Now, philosophy. These last two weeks have been especially tough. I can only speak from my experience, but I believe Tyler feels the same way too – the weather, difficulty of travel, and backcountry experiences have been stressful and difficult to process. I don’t want these updates to be an exposé of suffering, but I do want it to honor our experiences. What I’m learning from this trip is that backcountry traveling, especially in the way Tyler and I have been seeking out remote experiences, is difficult and can be dangerous. The Rio Ibanez paddle is a perfect example – we made the decisions that seemed correct and safe at the time of put-in, and the situation still got sketchy.
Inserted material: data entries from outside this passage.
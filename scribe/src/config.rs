//! Model arguments shared by both subcommands and their resolved form.
//!
//! Resolution discovers the model layout and checks every file eagerly, so a
//! bad model directory fails before any audio is read.

use eyre::{Result, WrapErr};
use scribe_asr::config::{
    EndpointConfig, EngineConfig, EngineOptions, PunctuationConfig, RecognizerConfig,
};
use scribe_asr::postprocess::{TextPostProcessor, resolve_rule_fsts};
use scribe_asr::sherpa::{self, SherpaPunctuator, SherpaRecognizer};
use std::path::PathBuf;

#[derive(clap::Args, Debug)]
pub struct ModelArgs {
    /// Recognizer model directory (tokens.txt plus onnx files)
    #[arg(long, env = "SCRIBE_MODEL_DIR")]
    pub model_dir: PathBuf,

    /// Punctuation model file, applied to final segments
    #[arg(long, env = "SCRIBE_PUNCT_MODEL")]
    pub punct_model: Option<PathBuf>,

    /// Inverse text normalization rule FSTs, comma separated
    #[arg(long, env = "SCRIBE_RULE_FSTS", value_delimiter = ',')]
    pub rule_fsts: Vec<PathBuf>,

    /// Directory holding the sherpa-onnx shared library
    #[arg(long, env = "SCRIBE_LIB_DIR")]
    pub lib_dir: Option<PathBuf>,

    /// Omit tokens, timestamps and durations from final segments
    #[arg(long)]
    pub no_alignment: bool,

    #[command(flatten)]
    pub engine: EngineOptions,

    #[command(flatten)]
    pub endpoint: EndpointConfig,
}

/// Resolved and validated engine configuration.
#[derive(Debug)]
pub struct ModelConfig {
    pub recognizer: RecognizerConfig,
    pub punctuation: Option<PunctuationConfig>,
    pub engine: EngineOptions,
    pub lib_dir: Option<PathBuf>,
    pub alignment: bool,
}

impl TryFrom<ModelArgs> for ModelConfig {
    type Error = eyre::Error;

    fn try_from(args: ModelArgs) -> Result<Self> {
        let rule_fsts = resolve_rule_fsts(&args.rule_fsts);
        let recognizer =
            RecognizerConfig::from_dir(&args.model_dir, &args.engine, args.endpoint, rule_fsts)?;
        let punctuation = args
            .punct_model
            .map(|model| PunctuationConfig::new(model, &args.engine));

        let config = Self {
            recognizer,
            punctuation,
            engine: args.engine,
            lib_dir: args.lib_dir,
            alignment: !args.no_alignment,
        };
        for engine in config.engines() {
            engine
                .validate()
                .wrap_err_with(|| format!("invalid {} configuration", engine.name()))?;
        }

        Ok(config)
    }
}

impl ModelConfig {
    /// Every engine this configuration will construct.
    pub fn engines(&self) -> Vec<EngineConfig> {
        let mut engines = vec![EngineConfig::Recognizer(self.recognizer.clone())];
        engines.extend(self.punctuation.clone().map(EngineConfig::Punctuation));
        engines
    }

    /// Load the native library, then build the recognizer and post-processor.
    pub fn load(&self) -> Result<(SherpaRecognizer, TextPostProcessor)> {
        sherpa::init(self.lib_dir.as_deref())?;

        let recognizer = SherpaRecognizer::new(&self.recognizer).wrap_err_with(|| {
            format!(
                "failed to load recognizer: {:?}",
                self.recognizer.model_dir.display()
            )
        })?;

        let punctuator = match &self.punctuation {
            Some(config) => {
                let punctuator = SherpaPunctuator::new(config).wrap_err_with(|| {
                    format!("failed to load punctuation: {:?}", config.model.display())
                })?;
                Some(Box::new(punctuator) as Box<dyn scribe_asr::traits::Punctuator>)
            }
            None => None,
        };

        Ok((recognizer, TextPostProcessor::new(punctuator)))
    }
}

#[cfg(test)]
mod tests {
    use super::*;
    use scribe_asr::error::ConfigError;
    use scribe_asr::traits::RecognizerKind;
    use std::fs;

    fn args(model_dir: PathBuf) -> ModelArgs {
        ModelArgs {
            model_dir,
            punct_model: None,
            rule_fsts: Vec::new(),
            lib_dir: None,
            no_alignment: false,
            engine: EngineOptions {
                num_threads: Some(2),
                ..EngineOptions::default()
            },
            endpoint: EndpointConfig::default(),
        }
    }

    fn offline_model_dir() -> tempfile::TempDir {
        let dir = tempfile::tempdir().unwrap();
        fs::write(dir.path().join("tokens.txt"), "a 0\n").unwrap();
        fs::write(dir.path().join("model.int8.onnx"), b"").unwrap();
        dir
    }

    #[test]
    fn resolves_offline_model_dir() {
        let dir = offline_model_dir();

        let config = ModelConfig::try_from(args(dir.path().to_path_buf())).unwrap();

        assert_eq!(config.recognizer.kind(), RecognizerKind::Offline);
        assert_eq!(config.recognizer.num_threads, 2);
        assert!(config.alignment);
        assert_eq!(config.engines().len(), 1);
    }

    #[test]
    fn missing_model_dir_is_config_error() {
        let err = ModelConfig::try_from(args(PathBuf::from("/nonexistent/model"))).unwrap_err();

        assert!(matches!(
            err.downcast_ref::<ConfigError>(),
            Some(ConfigError::ModelDirNotFound(_))
        ));
    }

    #[test]
    fn missing_punct_model_is_rejected() {
        let dir = offline_model_dir();
        let mut args = args(dir.path().to_path_buf());
        args.punct_model = Some(dir.path().join("punct.onnx"));

        let err = ModelConfig::try_from(args).unwrap_err();

        assert!(matches!(
            err.downcast_ref::<ConfigError>(),
            Some(ConfigError::ModelFileNotFound(_))
        ));
    }

    #[test]
    fn missing_rule_fsts_are_dropped() {
        let dir = offline_model_dir();
        let fst = dir.path().join("itn.fst");
        fs::write(&fst, b"").unwrap();
        let mut args = args(dir.path().to_path_buf());
        args.rule_fsts = vec![fst.clone(), dir.path().join("missing.fst")];

        let config = ModelConfig::try_from(args).unwrap();

        assert_eq!(config.recognizer.rule_fsts.as_deref(), fst.to_str());
    }
}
Tyler and I both have the experience and training to know when to ‘call it,’ and would have set up an emergency camp if we had grown any colder or the wind gotten any worse.
But now we are here and these are the days, the rest days, the resupply days, the days of the great indoors, of drinking wine and eating chocolate and pooping inside, that gives me the energy to go back out and experience Patagonia with open eyes and appreciate the sights, sounds, and growth opportunities present in the backcountry. And when we do go back outside, we do it with safety as our top priority. The rest we have as a loose plan, but remain flexible and open to change.
Moving into these next 50 days I believe the weather will remain just as volatile as ever, but the stresses of travel will fade as we explore national parks and established trails. I will continue to stay focused on our work with GOPC, the website, and the short stories, as well as continue to whip out my camera and take a shaky video of Tyler whenever it seems appropriate. We move south, one step and paddle at a time, and remain confident in our mission and trust in each other.
Tomorrow, Christmas Day, Tyler and I are catching a ride into Jeinimeni National Park, which will begin an 80-95 mile trek (depending on the number of spur trails we choose to explore) to Cochrane. We’ll be out for 8-10 days, my longest ever without a resupply. Our bags are stuffed with food. It will be one hell of a Christmas dinner. I’m looking forward to catching up with everyone that first week of January.
Wishing everyone safe travels, happy holidays, and happy New Year.